DATA EXTRACT:
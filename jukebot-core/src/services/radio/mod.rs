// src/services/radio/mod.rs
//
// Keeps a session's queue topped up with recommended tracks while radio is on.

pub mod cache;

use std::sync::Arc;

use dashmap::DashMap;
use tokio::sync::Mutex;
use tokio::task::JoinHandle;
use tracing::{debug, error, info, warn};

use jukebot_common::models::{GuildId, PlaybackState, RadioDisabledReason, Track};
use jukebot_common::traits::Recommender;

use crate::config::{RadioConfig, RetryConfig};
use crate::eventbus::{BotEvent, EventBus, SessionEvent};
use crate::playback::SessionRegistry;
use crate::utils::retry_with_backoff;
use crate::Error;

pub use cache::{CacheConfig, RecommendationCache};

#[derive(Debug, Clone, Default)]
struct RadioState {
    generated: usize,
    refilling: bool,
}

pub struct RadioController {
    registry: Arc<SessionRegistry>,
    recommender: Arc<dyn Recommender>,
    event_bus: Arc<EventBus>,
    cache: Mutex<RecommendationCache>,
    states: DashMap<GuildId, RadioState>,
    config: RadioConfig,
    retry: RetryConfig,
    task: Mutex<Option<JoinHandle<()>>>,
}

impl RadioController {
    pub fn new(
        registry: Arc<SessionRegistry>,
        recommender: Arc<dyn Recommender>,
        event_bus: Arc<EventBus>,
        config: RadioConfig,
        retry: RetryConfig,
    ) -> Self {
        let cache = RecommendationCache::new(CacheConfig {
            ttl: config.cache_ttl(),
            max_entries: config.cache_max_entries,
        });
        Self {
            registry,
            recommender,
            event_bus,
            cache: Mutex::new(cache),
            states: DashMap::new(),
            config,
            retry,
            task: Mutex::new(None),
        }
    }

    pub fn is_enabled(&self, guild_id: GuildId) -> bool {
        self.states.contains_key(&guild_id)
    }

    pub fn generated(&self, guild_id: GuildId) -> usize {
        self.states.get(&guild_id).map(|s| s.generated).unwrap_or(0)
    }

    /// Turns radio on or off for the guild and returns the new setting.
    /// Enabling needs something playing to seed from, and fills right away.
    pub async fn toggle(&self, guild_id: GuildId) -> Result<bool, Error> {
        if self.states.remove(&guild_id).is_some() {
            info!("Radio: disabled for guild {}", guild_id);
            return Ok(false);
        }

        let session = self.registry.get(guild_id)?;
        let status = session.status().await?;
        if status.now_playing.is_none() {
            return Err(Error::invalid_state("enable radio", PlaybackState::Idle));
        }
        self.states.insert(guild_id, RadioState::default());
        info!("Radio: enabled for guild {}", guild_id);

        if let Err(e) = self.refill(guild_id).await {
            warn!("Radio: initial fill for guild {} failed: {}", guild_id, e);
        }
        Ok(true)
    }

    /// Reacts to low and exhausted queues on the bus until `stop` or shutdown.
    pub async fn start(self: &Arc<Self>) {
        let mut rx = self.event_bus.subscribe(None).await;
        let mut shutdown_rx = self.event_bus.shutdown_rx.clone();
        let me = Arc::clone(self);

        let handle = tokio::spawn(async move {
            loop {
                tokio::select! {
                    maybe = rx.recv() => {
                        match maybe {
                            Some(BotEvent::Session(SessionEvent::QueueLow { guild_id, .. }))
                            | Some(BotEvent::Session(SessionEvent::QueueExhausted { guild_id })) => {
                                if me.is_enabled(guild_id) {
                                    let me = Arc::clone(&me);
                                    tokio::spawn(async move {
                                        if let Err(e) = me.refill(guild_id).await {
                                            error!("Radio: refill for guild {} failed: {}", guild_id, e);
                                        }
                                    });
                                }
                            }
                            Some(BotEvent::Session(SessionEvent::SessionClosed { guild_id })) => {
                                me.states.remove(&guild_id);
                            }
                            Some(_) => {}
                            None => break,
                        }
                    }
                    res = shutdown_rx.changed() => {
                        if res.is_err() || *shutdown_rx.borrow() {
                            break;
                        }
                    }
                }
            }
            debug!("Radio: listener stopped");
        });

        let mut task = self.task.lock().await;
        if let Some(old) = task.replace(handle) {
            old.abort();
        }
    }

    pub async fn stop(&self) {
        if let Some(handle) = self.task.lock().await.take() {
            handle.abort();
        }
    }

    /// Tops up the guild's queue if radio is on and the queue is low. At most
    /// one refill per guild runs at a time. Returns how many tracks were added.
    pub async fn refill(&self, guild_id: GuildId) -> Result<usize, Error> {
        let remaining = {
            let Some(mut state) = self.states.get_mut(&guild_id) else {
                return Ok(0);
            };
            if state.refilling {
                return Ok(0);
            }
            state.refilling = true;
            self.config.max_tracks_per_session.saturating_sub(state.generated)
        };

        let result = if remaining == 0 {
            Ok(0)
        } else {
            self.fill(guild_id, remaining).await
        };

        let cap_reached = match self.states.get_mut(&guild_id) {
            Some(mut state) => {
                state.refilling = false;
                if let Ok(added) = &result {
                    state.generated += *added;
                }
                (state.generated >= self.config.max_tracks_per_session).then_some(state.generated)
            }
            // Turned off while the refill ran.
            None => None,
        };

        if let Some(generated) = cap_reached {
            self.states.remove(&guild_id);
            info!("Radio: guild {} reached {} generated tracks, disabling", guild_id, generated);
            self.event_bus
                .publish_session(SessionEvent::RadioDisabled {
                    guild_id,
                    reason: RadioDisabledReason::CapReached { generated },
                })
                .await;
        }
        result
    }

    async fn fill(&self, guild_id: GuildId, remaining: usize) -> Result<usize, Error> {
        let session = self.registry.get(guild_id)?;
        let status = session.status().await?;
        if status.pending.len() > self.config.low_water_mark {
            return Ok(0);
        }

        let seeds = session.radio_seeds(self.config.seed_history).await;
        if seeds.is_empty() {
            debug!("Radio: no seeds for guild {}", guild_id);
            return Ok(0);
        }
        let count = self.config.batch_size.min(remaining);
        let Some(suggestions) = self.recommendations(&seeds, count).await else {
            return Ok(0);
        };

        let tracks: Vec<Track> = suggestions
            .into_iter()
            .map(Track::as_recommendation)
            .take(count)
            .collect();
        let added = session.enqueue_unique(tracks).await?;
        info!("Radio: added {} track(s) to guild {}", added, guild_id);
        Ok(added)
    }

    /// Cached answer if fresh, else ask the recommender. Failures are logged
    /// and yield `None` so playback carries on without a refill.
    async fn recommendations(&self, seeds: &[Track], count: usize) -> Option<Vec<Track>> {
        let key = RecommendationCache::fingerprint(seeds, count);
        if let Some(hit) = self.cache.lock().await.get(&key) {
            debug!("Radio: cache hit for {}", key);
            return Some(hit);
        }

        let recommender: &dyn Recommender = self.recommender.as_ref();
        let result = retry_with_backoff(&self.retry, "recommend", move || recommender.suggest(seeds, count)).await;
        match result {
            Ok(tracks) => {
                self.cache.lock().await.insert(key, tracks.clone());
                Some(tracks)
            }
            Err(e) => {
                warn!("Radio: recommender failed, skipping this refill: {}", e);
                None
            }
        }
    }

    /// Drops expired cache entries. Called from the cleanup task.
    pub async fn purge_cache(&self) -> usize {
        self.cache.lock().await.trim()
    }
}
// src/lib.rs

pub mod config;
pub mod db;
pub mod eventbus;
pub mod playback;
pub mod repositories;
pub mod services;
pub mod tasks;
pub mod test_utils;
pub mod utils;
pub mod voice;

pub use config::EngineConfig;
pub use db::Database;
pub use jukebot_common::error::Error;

EXERCISE GOAL:
Copy all lines from the material that contain "crate".

EXERCISE ANSWER:
use crate::config::{RadioConfig, RetryConfig};
use crate::eventbus::{BotEvent, EventBus, SessionEvent};
use crate::playback::SessionRegistry;
use crate::utils::retry_with_backoff;
use crate::Error;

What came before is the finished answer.